Capítulo 1
La mañana estaba gris en la ciudad de Atherion. El viento movía suavemente las hojas de los árboles frente al enorme edificio de cristal donde funcionaba la empresa Valka Industries.
Dentro del edificio, todo el mundo se movía con rapidez y respeto, porque el dueño acababa de llegar.
Zyren Valka.
Un joven empresario conocido por su inteligencia fría, su fortuna inmensa y su misteriosa vida privada. Su silla de ruedas eléctrica avanzaba por la entrada principal mientras los empleados se apartaban con discreción.
Zyren odiaba el contacto con las personas, especialmente con las mujeres.

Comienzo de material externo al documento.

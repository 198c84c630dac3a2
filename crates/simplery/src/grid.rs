//! Row-major partitioning of gallery items into a fixed number of columns.
//!
//! The grid holds item *indices*, never host elements, so the layout math
//! can be exercised without any rendering host. Cell `(row, col)` holds
//! item `row * cols + col`; trailing cells of a partially filled last row
//! are empty. Cells are derived on demand, so the column count is not
//! bounded by memory.

/// A `rows × cols` grid of item indices.
#[derive(Debug, Clone, PartialEq, Eq)]
pub struct Grid {
    rows: usize,
    cols: usize,
    item_count: usize,
}

impl Grid {
    /// Partition `item_count` items into rows of `cols` columns.
    ///
    /// Zero items (or zero columns) produce a grid with no rows.
    pub fn partition(item_count: usize, cols: usize) -> Self {
        let rows = if cols == 0 { 0 } else { item_count.div_ceil(cols) };

        Self {
            rows,
            cols,
            item_count: if rows == 0 { 0 } else { item_count },
        }
    }

    pub fn rows(&self) -> usize {
        self.rows
    }

    pub fn cols(&self) -> usize {
        self.cols
    }

    pub fn item_count(&self) -> usize {
        self.item_count
    }

    pub fn is_empty(&self) -> bool {
        self.rows == 0
    }

    /// Number of columns holding at least one item.
    pub fn filled_cols(&self) -> usize {
        self.cols.min(self.item_count)
    }

    /// Item index at `(row, col)`, or `None` for an empty or out-of-range cell.
    pub fn get(&self, row: usize, col: usize) -> Option<usize> {
        if row >= self.rows || col >= self.cols {
            return None;
        }
        let linear = row * self.cols + col;
        (linear < self.item_count).then_some(linear)
    }

    /// The `(row, col)` cell holding `index`.
    pub fn cell_of(&self, index: usize) -> Option<(usize, usize)> {
        (index < self.item_count).then(|| (index / self.cols, index % self.cols))
    }

    /// Filled cells of `row` as `(col, index)`, stopping at the first empty cell.
    pub fn row(&self, row: usize) -> impl Iterator<Item = (usize, usize)> + '_ {
        (0..self.cols).map_while(move |col| self.get(row, col).map(|index| (col, index)))
    }

    /// Item indices stacked in `col`, top to bottom.
    pub fn column(&self, col: usize) -> impl Iterator<Item = usize> + '_ {
        (0..self.rows).filter_map(move |row| self.get(row, col))
    }
}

Desde que nació, su cuerpo reaccionaba con una extraña enfermedad: cada vez que una mujer se acercaba demasiado, su piel comenzaba a irritarse, le faltaba el aire y tenía que recibir medicamentos inmediatamente.

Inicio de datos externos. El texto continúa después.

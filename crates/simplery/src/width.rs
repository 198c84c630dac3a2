//! Uniform item width derivation.
//!
//! A full row must never be wider than the container. When the nominal
//! `item_width * cols` overflows, the width is clamped to
//! `(container_width - space) / cols`.
//!
//! Narrowing items changes their heights. In full-width mode the taller
//! content can push the page past the viewport, and the scrollbar that then
//! appears eats horizontal space. The calculator compensates for that
//! exactly once per pass: the container loses `scrollbar_width + space` and
//! the width is recomputed from the narrower value. It does not iterate to a
//! fixed point.

/// Width of the layout root and where it came from.
#[derive(Debug, Clone, Copy, PartialEq)]
pub struct ContainerWidth {
    pub width: f64,
    /// The container has no explicit width and spans the viewport.
    pub full_width: bool,
}

/// Result of one width computation.
#[derive(Debug, Clone, Copy, PartialEq)]
pub struct WidthOutcome {
    /// Width every item ends up with.
    pub item_width: f64,
    /// Container width after any scrollbar compensation.
    pub container_width: f64,
    /// The nominal width was clamped to fit the row.
    pub changed: bool,
    /// The scrollbar compensation pass ran.
    pub compensated: bool,
    /// Tallest column after the final width application.
    pub highest_column: f64,
}

/// Width that fits `cols` items plus one gutter into `container_width`.
pub fn fit_width(container_width: f64, cols: usize, space: f64) -> f64 {
    if cols == 0 {
        return 0.0;
    }
    ((container_width - space) / cols as f64).max(0.0)
}

/// Clamp `item_width` so a row of `cols` items fits the container.
///
/// Returns `None` when the row already fits and the width stays as is.
pub fn clamp_item_width(
    item_width: f64,
    cols: usize,
    space: f64,
    container_width: f64,
) -> Option<f64> {
    let row_width = item_width * cols as f64;
    (cols > 0 && row_width > container_width).then(|| fit_width(container_width, cols, space))
}

#[derive(Debug, Clone, Copy, PartialEq)]
pub struct WidthCalculator {
    pub cols: usize,
    pub space: f64,
    pub scrollbar_width: f64,
}

impl WidthCalculator {
    pub fn new(cols: usize, space: f64, scrollbar_width: f64) -> Self {
        Self {
            cols,
            space,
            scrollbar_width,
        }
    }

    /// Derive the final item width.
    ///
    /// `apply` writes a width onto every item, measures them and returns the
    /// tallest column height. It runs once, or twice when the scrollbar
    /// compensation triggers.
    pub fn compute<F>(
        &self,
        item_width: f64,
        container: ContainerWidth,
        viewport_height: f64,
        mut apply: F,
    ) -> WidthOutcome
    where
        F: FnMut(f64) -> f64,
    {
        let mut container_width = container.width;
        let mut item_width = item_width;
        let mut changed = false;

        if let Some(clamped) =
            clamp_item_width(item_width, self.cols, self.space, container_width)
        {
            log::debug!(
                "item width {} overflows container {}, clamped to {}",
                item_width,
                container_width,
                clamped
            );
            item_width = clamped;
            changed = true;
        }

        let mut highest_column = apply(item_width);
        let mut compensated = false;

        if container.full_width && changed && highest_column > viewport_height {
            container_width -= self.scrollbar_width + self.space;
            item_width = fit_width(container_width, self.cols, self.space);
            log::debug!(
                "content height {} exceeds viewport {}, compensating scrollbar: width {}",
                highest_column,
                viewport_height,
                item_width
            );
            highest_column = apply(item_width);
            compensated = true;
        }

        WidthOutcome {
            item_width,
            container_width,
            changed,
            compensated,
            highest_column,
        }
    }
}

#[cfg(test)]
mod tests {
    use super::*;

    fn full(width: f64) -> ContainerWidth {
        ContainerWidth {
            width,
            full_width: true,
        }
    }

    fn fixed(width: f64) -> ContainerWidth {
        ContainerWidth {
            width,
            full_width: false,
        }
    }

    #[test]
    fn row_that_fits_is_left_alone() {
        assert_eq!(clamp_item_width(320.0, 4, 10.0, 1280.0), None);
        assert_eq!(clamp_item_width(200.0, 4, 10.0, 1000.0), None);
    }

    #[test]
    fn overflowing_row_is_clamped() {
        let clamped = clamp_item_width(320.0, 4, 10.0, 1000.0).unwrap();
        assert_eq!(clamped, 247.5);
        assert!((clamped * 4.0 - (1000.0 - 10.0)).abs() < 1e-9);
    }

    #[test]
    fn tiny_container_does_not_go_negative() {
        assert_eq!(fit_width(5.0, 4, 10.0), 0.0);
    }

    #[test]
    fn applies_once_without_overflow() {
        let calc = WidthCalculator::new(4, 10.0, 17.0);
        let mut applied = Vec::new();
        let outcome = calc.compute(320.0, full(1000.0), 800.0, |w| {
            applied.push(w);
            500.0
        });

        assert_eq!(applied, vec![247.5]);
        assert!(outcome.changed);
        assert!(!outcome.compensated);
        assert_eq!(outcome.container_width, 1000.0);
        assert_eq!(outcome.highest_column, 500.0);
    }

    #[test]
    fn compensates_scrollbar_once_in_full_width_mode() {
        let calc = WidthCalculator::new(4, 10.0, 17.0);
        let mut applied = Vec::new();
        let outcome = calc.compute(320.0, full(1000.0), 800.0, |w| {
            applied.push(w);
            2000.0
        });

        // 1000 - 17 - 10 = 973, (973 - 10) / 4 = 240.75
        assert_eq!(applied, vec![247.5, 240.75]);
        assert!(outcome.compensated);
        assert_eq!(outcome.container_width, 973.0);
        assert_eq!(outcome.item_width, 240.75);
    }

    #[test]
    fn fixed_width_container_never_compensates() {
        let calc = WidthCalculator::new(4, 10.0, 17.0);
        let outcome = calc.compute(320.0, fixed(1000.0), 800.0, |_| 2000.0);
        assert!(!outcome.compensated);
        assert_eq!(outcome.item_width, 247.5);
    }

    #[test]
    fn unchanged_width_never_compensates() {
        let calc = WidthCalculator::new(4, 0.0, 17.0);
        let outcome = calc.compute(200.0, full(1000.0), 100.0, |_| 2000.0);
        assert!(!outcome.changed);
        assert!(!outcome.compensated);
        assert_eq!(outcome.item_width, 200.0);
    }
}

Por eso siempre mantenía distancia.
Nadie podía acercarse demasiado a él.
Nadie… hasta ese momento.
En la acera frente al edificio, una chica corría apresurada con una carpeta llena de documentos en la mano.
—¡Llegué tarde, llegué tarde! —murmuraba nerviosa.
Su nombre era Lyara Noctis, una joven que trabajaba como asistente contable en una pequeña empresa que colaboraba con Valka Industries.
No estaba mirando al frente.
Y entonces ocurrió.
¡PUM!
Lyara chocó directamente contra la silla de ruedas de Zyren. Los papeles salieron volando por el aire.
—¡Ay! —exclamó ella, cayendo de rodillas mientras recogía las hojas.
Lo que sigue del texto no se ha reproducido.